## Your goal
An exact copy of every entry is what's needed, so please transcribe them all.
The data START
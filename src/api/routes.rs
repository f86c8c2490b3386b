//! API route definitions

use axum::middleware;
use axum::routing::get;
use axum::routing::post;
use axum::routing::MethodRouter;
use axum::Router;

use super::backend_api_key::backend_api_key_middleware;
use super::backend_api_key::ApiKeyState;
use super::handlers;
use super::handlers::AppState;

/// Require the backend key on a write route when one is configured
fn guarded(route: MethodRouter<AppState>, api_key: Option<&ApiKeyState>) -> MethodRouter<AppState> {
    match api_key {
        Some(key) => route.route_layer(middleware::from_fn_with_state(
            key.clone(),
            backend_api_key_middleware,
        )),
        None => route,
    }
}

/// Create RESTful API router
pub fn api_routes(state: AppState, api_key: Option<&str>) -> Router {
    let key = api_key.map(|k| ApiKeyState {
        expected_key: k.to_string(),
    });
    let key = key.as_ref();

    Router::new()
        // Health check
        .route("/health", get(handlers::health))
        // Chat
        .route("/chat", post(handlers::chat))
        // Crop planner
        .route(
            "/crop-planner/recommendations",
            post(handlers::crop_recommendations),
        )
        .route(
            "/crop-planner/plans/:user_id",
            get(handlers::list_crop_plans).merge(guarded(post(handlers::save_crop_plan), key)),
        )
        // Market prices
        .route("/mandi-rates", get(handlers::mandi_rates))
        .route("/seed-demo", guarded(post(handlers::seed_demo), key))
        .route(
            "/market/prices",
            get(handlers::list_market_prices)
                .merge(guarded(post(handlers::create_market_price), key)),
        )
        .route("/market/prices/:crop", get(handlers::crop_prices))
        .route("/market/trends", get(handlers::market_trends))
        // Weather alerts
        .route("/weather/alerts", get(handlers::list_weather_alerts))
        .route(
            "/weather/alerts/seed",
            guarded(post(handlers::seed_weather_alerts), key),
        )
        .route(
            "/weather/alerts/users/:user_id",
            get(handlers::list_user_weather_alerts)
                .merge(guarded(post(handlers::create_weather_alert), key)),
        )
        // Experts and input suppliers
        .route(
            "/experts/consultations/:user_id",
            get(handlers::list_consultations)
                .merge(guarded(post(handlers::create_consultation), key)),
        )
        .route("/inputs/suppliers", get(handlers::list_suppliers))
        .route(
            "/inputs/suppliers/seed",
            guarded(post(handlers::seed_suppliers), key),
        )
        .route(
            "/inputs/suppliers/category/:category",
            get(handlers::suppliers_by_category),
        )
        // Farmer records
        .route(
            "/soil-tests/:user_id",
            get(handlers::list_soil_tests).merge(guarded(post(handlers::create_soil_test), key)),
        )
        .route(
            "/fields/:user_id",
            get(handlers::list_fields).merge(guarded(post(handlers::create_field), key)),
        )
        .route(
            "/insurance/policies/:user_id",
            get(handlers::list_policies).merge(guarded(post(handlers::create_policy), key)),
        )
        .with_state(state)
}
use thiserror::Error;

#[derive(Error, Debug)]
pub enum KhetGuruError {
    #[error("Database error: {0}")]
    Database(#[from] sqlx::Error),

    #[error("Record not found: {0}")]
    NotFound(String),

    #[error("Conflict: {0}")]
    Conflict(String),

    #[error("Invalid input: {0}")]
    InvalidInput(String),

    #[error("Catalog error: {0}")]
    Catalog(String),

    #[error("Configuration error: {0}")]
    ConfigError(String),

    #[error("HTTP client error: {0}")]
    HttpError(String),

    #[error("LLM error: {0}")]
    LlmError(String),

    #[error("Serialization error: {0}")]
    Serialization(#[from] serde_json::Error),

    #[error("TOML parsing error: {0}")]
    TomlParsing(#[from] toml::de::Error),

    #[error("IO error: {0}")]
    Io(#[from] std::io::Error),

    #[error("{0}")]
    Custom(String),
}

impl KhetGuruError {
    /// Whether the error was caused by the caller rather than the server
    pub const fn is_client_error(&self) -> bool {
        matches!(
            self,
            Self::NotFound(_) | Self::Conflict(_) | Self::InvalidInput(_)
        )
    }
}

pub type Result<T> = std::result::Result<T, KhetGuruError>;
The data END
## Reply
filename src/api/routes.rs
repository f86c8c2490b3386b
//! API route definitions

use axum::middleware;
use axum::routing::get;
use axum::routing::post;
use axum::routing::MethodRouter;
use axum::Router;

use super::backend_api_key::backend_api_key_middleware;
use super::backend_api_key::ApiKeyState;
use super::handlers;
use super::handlers::AppState;

/// Require the backend key on a write route when one is configured
fn guarded(route: MethodRouter<AppState>, api_key: Option<&ApiKeyState>) -> MethodRouter<AppState> {
    match api_key {
        Some(key) => route.route_layer(middleware::from_fn_with_state(
            key.clone(),
            backend_api_key_middleware,
        )),
        None => route,
    }
}

/// Create RESTful API router
pub fn api_routes(state: AppState, api_key: Option<&str>) -> Router {
    let key = api_key.map(|k| ApiKeyState {
        expected_key: k.to_string(),
    });
    let key = key.as_ref();

    Router::new()
        // Health check
        .route("/health", get(handlers::health))
        // Chat
        .route("/chat", post(handlers::chat))
        // Crop planner
        .route(
            "/crop-planner/recommendations",
            post(handlers::crop_recommendations),
        )
        .route(
            "/crop-planner/plans/:user_id",
            get(handlers::list_crop_plans).merge(guarded(post(handlers::save_crop_plan), key)),
        )
        // Market prices
        .route("/mandi-rates", get(handlers::mandi_rates))
        .route("/seed-demo", guarded(post(handlers::seed_demo), key))
        .route(
            "/market/prices",
            get(handlers::list_market_prices)
                .merge(guarded(post(handlers::create_market_price), key)),
        )
        .route("/market/prices/:crop", get(handlers::crop_prices))
        .route("/market/trends", get(handlers::market_trends))
        // Weather alerts
        .route("/weather/alerts", get(handlers::list_weather_alerts))
        .route(
            "/weather/alerts/seed",
            guarded(post(handlers::seed_weather_alerts), key),
        )
        .route(
            "/weather/alerts/users/:user_id",
            get(handlers::list_user_weather_alerts)
                .merge(guarded(post(handlers::create_weather_alert), key)),
        )
        // Experts and input suppliers
        .route(
            "/experts/consultations/:user_id",
            get(handlers::list_consultations)
                .merge(guarded(post(handlers::create_consultation), key)),
        )
        .route("/inputs/suppliers", get(handlers::list_suppliers))
        .route(
            "/inputs/suppliers/seed",
            guarded(post(handlers::seed_suppliers), key),
        )
        .route(
            "/inputs/suppliers/category/:category",
            get(handlers::suppliers_by_category),
        )
        // Farmer records
        .route(
            "/soil-tests/:user_id",
            get(handlers::list_soil_tests).merge(guarded(post(handlers::create_soil_test), key)),
        )
        .route(
            "/fields/:user_id",
            get(handlers::list_fields).merge(guarded(post(handlers::create_field), key)),
        )
        .route(
            "/insurance/policies/:user_id",
            get(handlers::list_policies).merge(guarded(post(handlers::create_policy), key)),
        )
        .with_state(state)
}
use thiserror::Error;

#[derive(Error, Debug)]
pub enum KhetGuruError {
    #[error("Database error: {0}")]
    Database(#[from] sqlx::Error),

    #[error("Record not found: {0}")]
    NotFound(String),

    #[error("Conflict: {0}")]
    Conflict(String),

    #[error("Invalid input: {0}")]
    InvalidInput(String),

    #[error("Catalog error: {0}")]
    Catalog(String),

    #[error("Configuration error: {0}")]
    ConfigError(String),

    #[error("HTTP client error: {0}")]
    HttpError(String),

    #[error("LLM error: {0}")]
    LlmError(String),

    #[error("Serialization error: {0}")]
    Serialization(#[from] serde_json::Error),

    #[error("TOML parsing error: {0}")]
    TomlParsing(#[from] toml::de::Error),

    #[error("IO error: {0}")]
    Io(#[from] std::io::Error),

    #[error("{0}")]
    Custom(String),
}

impl KhetGuruError {
    /// Whether the error was caused by the caller rather than the server
    pub const fn is_client_error(&self) -> bool {
        matches!(
            self,
            Self::NotFound(_) | Self::Conflict(_) | Self::InvalidInput(_)
        )
    }
}

pub type Result<T> = std::result::Result<T, KhetGuruError>;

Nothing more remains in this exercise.